In the late 90s, early 2000s, there were a few others that came close. Terrell Davis in his greatest year, 1998, got 392 carries (24.5) but never played anywhere close to full-time again (his high carry seasons of 97 and 98 were compounded by SB runs that pushed his knees far beyond what they were capable of). Edgerrin James ran 387 times in 2000 (24.18) a year after leading the league with 369; the next season he tore his ACL in game 6. Ricky Williams was a toy Norv Turner couldn't resist driving him for 383 carries in 2002 (23.9) and 392 carries in 2003 (24.5) even though his YPC dropped from 4.8 to 3.5 in that span. Norv has a long history of riding his backs into the ground; the fact that he only rushed Tomlinson 315 times (19.6) this season is as good an evidence as any that this super-workhorse trend might be dying off.
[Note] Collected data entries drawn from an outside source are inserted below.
//! Driver trait abstractions.
//!
//! Every supported (library, curve) binding implements the same set of
//! traits so that the generic layers above ([`Curve`](crate::Curve), the
//! element wrappers and the joint multiplication) never depend on a concrete
//! library.
//!
//! - **[`FieldElement`]**: native scalar field of a driver
//! - **[`CurvePoint`]**: G1 / G2 point operations and canonical encodings
//! - **[`TargetGroup`]**: pairing target group (Gt)
//! - **[`Driver`]**: umbrella trait binding the above with the Miller loop and
//!   final exponentiation
//!
//! # Available drivers
//!
//! - **`BlstBls12`** (feature `blst`): BLS12-381 on blstrs
//! - **`ArkBls12`** (feature `ark_bls12381`): BLS12-381 on arkworks
//! - **`ArkBls377`** (feature `ark_bls12377`): BLS12-377 on arkworks
//! - **`ArkBn254`** (feature `ark_bn254`): BN254 on arkworks
//!
//! Drivers of the same curve agree byte for byte on every encoding.
//!
//! # Example
//!
//! ```rust,no_run
//! # #[cfg(feature = "blst")]
//! # {
//! use bilinear::backend::{BlstBls12, CurvePoint, Driver, FieldElement};
//!
//! type G1 = <BlstBls12 as Driver>::G1;
//! type Scalar = <BlstBls12 as Driver>::Scalar;
//!
//! let two = Scalar::from_u64(2);
//! let p = G1::generator().mul_scalar(&two);
//! assert_eq!(p, G1::generator().double());
//! # }
//! ```

use core::fmt::Debug;

use num_bigint::BigUint;

use crate::config::BackendConfig;
use crate::errors::BackendError;

/// Native scalar field of a driver.
///
/// Scalars of every supported curve fit in 32 bytes; the canonical encoding
/// is the big-endian residue.
pub trait FieldElement: Copy + Clone + PartialEq + Send + Sync + Debug + 'static {
    fn zero() -> Self;

    fn one() -> Self;

    fn from_u64(value: u64) -> Self;

    fn negate(&self) -> Self;

    /// Big-endian canonical encoding.
    fn to_be_bytes(&self) -> [u8; 32];

    /// Parses a big-endian canonical encoding. Values not below the field
    /// order are rejected.
    fn from_be_bytes(bytes: &[u8]) -> Result<Self, BackendError>;
}

/// G1 or G2 element of a driver.
///
/// Points compare by group value, never by coordinate representation.
pub trait CurvePoint<F: FieldElement>:
    Copy + Clone + PartialEq + Send + Sync + Debug + 'static
{
    /// Length of [`to_uncompressed`](CurvePoint::to_uncompressed).
    const UNCOMPRESSED_BYTES: usize;
    /// Length of [`to_compressed`](CurvePoint::to_compressed).
    const COMPRESSED_BYTES: usize;

    /// Returns the point at infinity.
    fn identity() -> Self;

    /// Returns the standard generator.
    fn generator() -> Self;

    fn is_identity(&self) -> bool;

    fn add(&self, other: &Self) -> Self;

    fn sub(&self, other: &Self) -> Self;

    fn negate(&self) -> Self;

    fn double(&self) -> Self;

    fn mul_scalar(&self, scalar: &F) -> Self;

    /// Computes `∑ scalars[i] * points[i]` with the library's native
    /// multi-exponentiation.
    fn multi_scalar_multiplication(points: &[Self], scalars: &[F]) -> Result<Self, BackendError>;

    fn to_uncompressed(&self) -> Vec<u8>;

    fn to_compressed(&self) -> Vec<u8>;

    /// Parses an uncompressed encoding, checking the curve equation and
    /// subgroup membership.
    fn from_uncompressed(bytes: &[u8]) -> Result<Self, BackendError>;

    /// Parses a compressed encoding, checking subgroup membership.
    fn from_compressed(bytes: &[u8]) -> Result<Self, BackendError>;

    /// Deterministic, domain-separated hash onto the prime-order subgroup.
    /// Never returns the identity.
    fn hash_to_curve(msg: &[u8], dst: &[u8]) -> Result<Self, BackendError>;
}

/// Pairing target group, written multiplicatively.
pub trait TargetGroup: Copy + Clone + PartialEq + Send + Sync + Debug + 'static {
    /// Scalar field type for exponentiation.
    type Scalar: FieldElement;

    /// Length of [`to_bytes`](TargetGroup::to_bytes).
    const BYTES: usize;

    /// Returns the multiplicative identity.
    fn identity() -> Self;

    fn is_identity(&self) -> bool;

    /// Multiplies two target group elements.
    fn combine(&self, other: &Self) -> Self;

    fn invert(&self) -> Self;

    /// Exponentiation by a scalar.
    fn mul_scalar(&self, scalar: &Self::Scalar) -> Self;

    /// Canonical encoding: the twelve base-field coefficients of the tower,
    /// highest first, each big-endian.
    fn to_bytes(&self) -> Vec<u8>;

    /// Parses [`to_bytes`](TargetGroup::to_bytes) output, rejecting
    /// non-canonical coefficients and elements outside the order-r subgroup.
    fn from_bytes(bytes: &[u8]) -> Result<Self, BackendError>;
}

/// A (library, curve) binding.
///
/// Drivers are stateless; every operation is an associated function. The
/// raw pairing output ([`Driver::MillerLoop`]) is deliberately a separate
/// type from [`Driver::Target`]: it has no group semantics until it passes
/// through [`Driver::final_exponentiation`].
pub trait Driver: Copy + Clone + Default + Debug + Send + Sync + 'static {
    type Scalar: FieldElement;
    type G1: CurvePoint<Self::Scalar>;
    type G2: CurvePoint<Self::Scalar>;
    type Target: TargetGroup<Scalar = Self::Scalar>;
    type MillerLoop: Copy + Clone + Debug + Send + Sync + 'static;

    /// Registry key of this driver.
    const CONFIG: BackendConfig;
    /// Size of one base-field coordinate in bytes.
    const COORDINATE_BYTES: usize;

    /// Order of the prime-order groups (and modulus of [`Driver::Scalar`]).
    fn order() -> &'static BigUint;

    /// Raw Miller loop of `e(g1, g2)`.
    fn miller_loop(g2: &Self::G2, g1: &Self::G1) -> Self::MillerLoop;

    /// One shared Miller loop over all pairs.
    fn multi_miller_loop(
        g2: &[Self::G2],
        g1: &[Self::G1],
    ) -> Result<Self::MillerLoop, BackendError>;

    /// Product of two raw Miller-loop outputs.
    fn combine_miller_loops(a: &Self::MillerLoop, b: &Self::MillerLoop) -> Self::MillerLoop;

    fn final_exponentiation(f: &Self::MillerLoop) -> Result<Self::Target, BackendError>;

    /// Miller loop of `e(p1a, p2a) · e(p1b, p2b)` sharing one loop.
    fn miller_loop2(
        p2a: &Self::G2,
        p1a: &Self::G1,
        p2b: &Self::G2,
        p1b: &Self::G1,
    ) -> Self::MillerLoop {
        Self::combine_miller_loops(&Self::miller_loop(p2a, p1a), &Self::miller_loop(p2b, p1b))
    }

    /// Reduces an unsigned integer into the native scalar field.
    fn scalar_from_biguint(value: &BigUint) -> Self::Scalar {
        let reduced = if value < Self::order() {
            value.to_bytes_be()
        } else {
            (value % Self::order()).to_bytes_be()
        };
        let mut bytes = [0u8; 32];
        bytes[32 - reduced.len()..].copy_from_slice(&reduced);
        Self::Scalar::from_be_bytes(&bytes).expect("reduced scalar is canonical")
    }
}

/// Recovers the field order from the encoding of `-1`.
pub(crate) fn field_order<F: FieldElement>() -> BigUint {
    BigUint::from_bytes_be(&F::one().negate().to_be_bytes()) + 1u32
}

/// Checks an input slice against the expected encoding length.
pub(crate) fn expect_len(
    what: &'static str,
    bytes: &[u8],
    expected: usize,
) -> Result<(), BackendError> {
    if bytes.len() != expected {
        return Err(BackendError::InvalidLength {
            what,
            expected,
            actual: bytes.len(),
        });
    }
    Ok(())
}

#[cfg(any(feature = "ark_bls12381", feature = "ark_bls12377", feature = "ark_bn254"))]
mod ark_common {
    use ark_ec::{
        pairing::{Pairing, PairingOutput},
        short_weierstrass::{Affine, SWCurveConfig},
        AffineRepr, PrimeGroup,
    };
    use ark_ff::{BigInteger, Field, PrimeField};
    use ark_serialize::CanonicalSerialize;
    use ark_std::Zero;
    use sha2::{Digest, Sha256};
    use tracing::trace;

    use super::expect_len;
    use crate::errors::BackendError;

    const MAX_HASH_ATTEMPTS: u8 = u8::MAX;

    pub(crate) fn serialize<T: CanonicalSerialize>(value: &T, compressed: bool) -> Vec<u8> {
        let mut bytes = Vec::new();
        let written = if compressed {
            value.serialize_compressed(&mut bytes)
        } else {
            value.serialize_uncompressed(&mut bytes)
        };
        written.expect("point serialization");
        bytes
    }

    /// Derives a base-field element and a sign bit from
    /// `SHA-256(len(dst) ‖ dst ‖ msg ‖ counter ‖ index)`, using two digests to
    /// keep the modular bias negligible.
    pub(crate) fn hash_to_base<F: PrimeField>(
        msg: &[u8],
        dst: &[u8],
        counter: u8,
        index: u8,
    ) -> (F, bool) {
        let mut wide = [0u8; 64];
        for (half, chunk) in wide.chunks_exact_mut(32).enumerate() {
            let digest = Sha256::new()
                .chain_update((dst.len() as u64).to_be_bytes())
                .chain_update(dst)
                .chain_update(msg)
                .chain_update([counter, index, half as u8])
                .finalize();
            chunk.copy_from_slice(&digest);
        }
        (F::from_be_bytes_mod_order(&wide), wide[0] & 1 == 1)
    }

    /// Try-and-increment: the first candidate abscissa that lands on the
    /// curve is lifted, then multiplied into the prime-order subgroup.
    pub(crate) fn try_and_increment<P: SWCurveConfig>(
        group: &'static str,
        mut candidate: impl FnMut(u8) -> (P::BaseField, bool),
    ) -> Result<Affine<P>, BackendError> {
        for counter in 0..MAX_HASH_ATTEMPTS {
            let (x, greatest) = candidate(counter);
            if let Some(point) = Affine::<P>::get_point_from_x_unchecked(x, greatest) {
                let point = point.clear_cofactor();
                if !point.is_zero() {
                    return Ok(point);
                }
            }
            trace!(counter, group, "hash candidate rejected");
        }
        Err(BackendError::HashToGroup("no curve point found"))
    }

    pub(crate) fn scalar_to_be_bytes<F: PrimeField>(value: &F) -> [u8; 32] {
        let repr = value.into_bigint().to_bytes_be();
        let mut bytes = [0u8; 32];
        bytes[32 - repr.len()..].copy_from_slice(&repr);
        bytes
    }

    pub(crate) fn scalar_from_be_bytes<F: PrimeField>(bytes: &[u8]) -> Result<F, BackendError> {
        expect_len("scalar", bytes, 32)?;
        let value = F::from_be_bytes_mod_order(bytes);
        if scalar_to_be_bytes(&value) != bytes {
            return Err(BackendError::Decoding("scalar is not reduced"));
        }
        Ok(value)
    }

    /// Tower coefficients of a target-group element, highest first,
    /// big-endian, `coordinate` bytes each.
    pub(crate) fn target_to_bytes<E: Pairing>(value: &PairingOutput<E>, coordinate: usize) -> Vec<u8> {
        let coeffs: Vec<_> = value.0.to_base_prime_field_elements().collect();
        let mut bytes = Vec::with_capacity(coeffs.len() * coordinate);
        for coeff in coeffs.iter().rev() {
            let repr = coeff.into_bigint().to_bytes_be();
            bytes.extend_from_slice(&repr[repr.len() - coordinate..]);
        }
        bytes
    }

    pub(crate) fn target_from_bytes<E: Pairing>(
        bytes: &[u8],
        coordinate: usize,
    ) -> Result<PairingOutput<E>, BackendError> {
        let degree = <E::TargetField as Field>::extension_degree() as usize;
        expect_len("gt", bytes, degree * coordinate)?;
        let mut coeffs = Vec::with_capacity(degree);
        for chunk in bytes.chunks_exact(coordinate).rev() {
            let coeff = <<E::TargetField as Field>::BasePrimeField as PrimeField>::from_be_bytes_mod_order(chunk);
            let repr = coeff.into_bigint().to_bytes_be();
            if repr[repr.len() - coordinate..] != *chunk {
                return Err(BackendError::Decoding("gt coefficient is not reduced"));
            }
            coeffs.push(coeff);
        }
        let value = <E::TargetField as Field>::from_base_prime_field_elems(coeffs)
            .ok_or(BackendError::Decoding("gt coefficient count"))?;
        let element = PairingOutput::<E>(value);
        if value.is_zero() || !element.mul_bigint(<E::ScalarField as PrimeField>::MODULUS).is_zero() {
            return Err(BackendError::Decoding("gt element outside the order-r subgroup"));
        }
        Ok(element)
    }
}

#[cfg(any(feature = "ark_bls12381", feature = "ark_bls12377", feature = "ark_bn254"))]
pub(crate) use ark_common::*;

#[cfg(feature = "ark_bls12377")]
mod ark_bls12_377;
#[cfg(feature = "ark_bls12381")]
mod ark_bls12_381;
#[cfg(feature = "ark_bn254")]
mod ark_bn254;
#[cfg(feature = "blst")]
mod blst_bls12_381;

#[cfg(feature = "ark_bls12377")]
pub use ark_bls12_377::*;
#[cfg(feature = "ark_bls12381")]
pub use ark_bls12_381::*;
#[cfg(feature = "ark_bn254")]
pub use ark_bn254::*;
#[cfg(feature = "blst")]
pub use blst_bls12_381::*;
Also in 2003, Jamal Lewis carried 387 (24.18) times on his way to his 2000 yard season; most of the media blamed his downturn on his offseason prison time but I think that its hard to ignore that 387 carries is a lot for any back, particularly one working on two rebuilt ACLs.

Before that late 90's, early 00's stretch, only a few other players have even come close to 25 carries per game, notably Jim Brown on the old 12 game schedule and Walter Payton and OJ Simpson on the 14 game schedule in the run-heavy 70's. But even they didn't average 25 carries a game once in their career.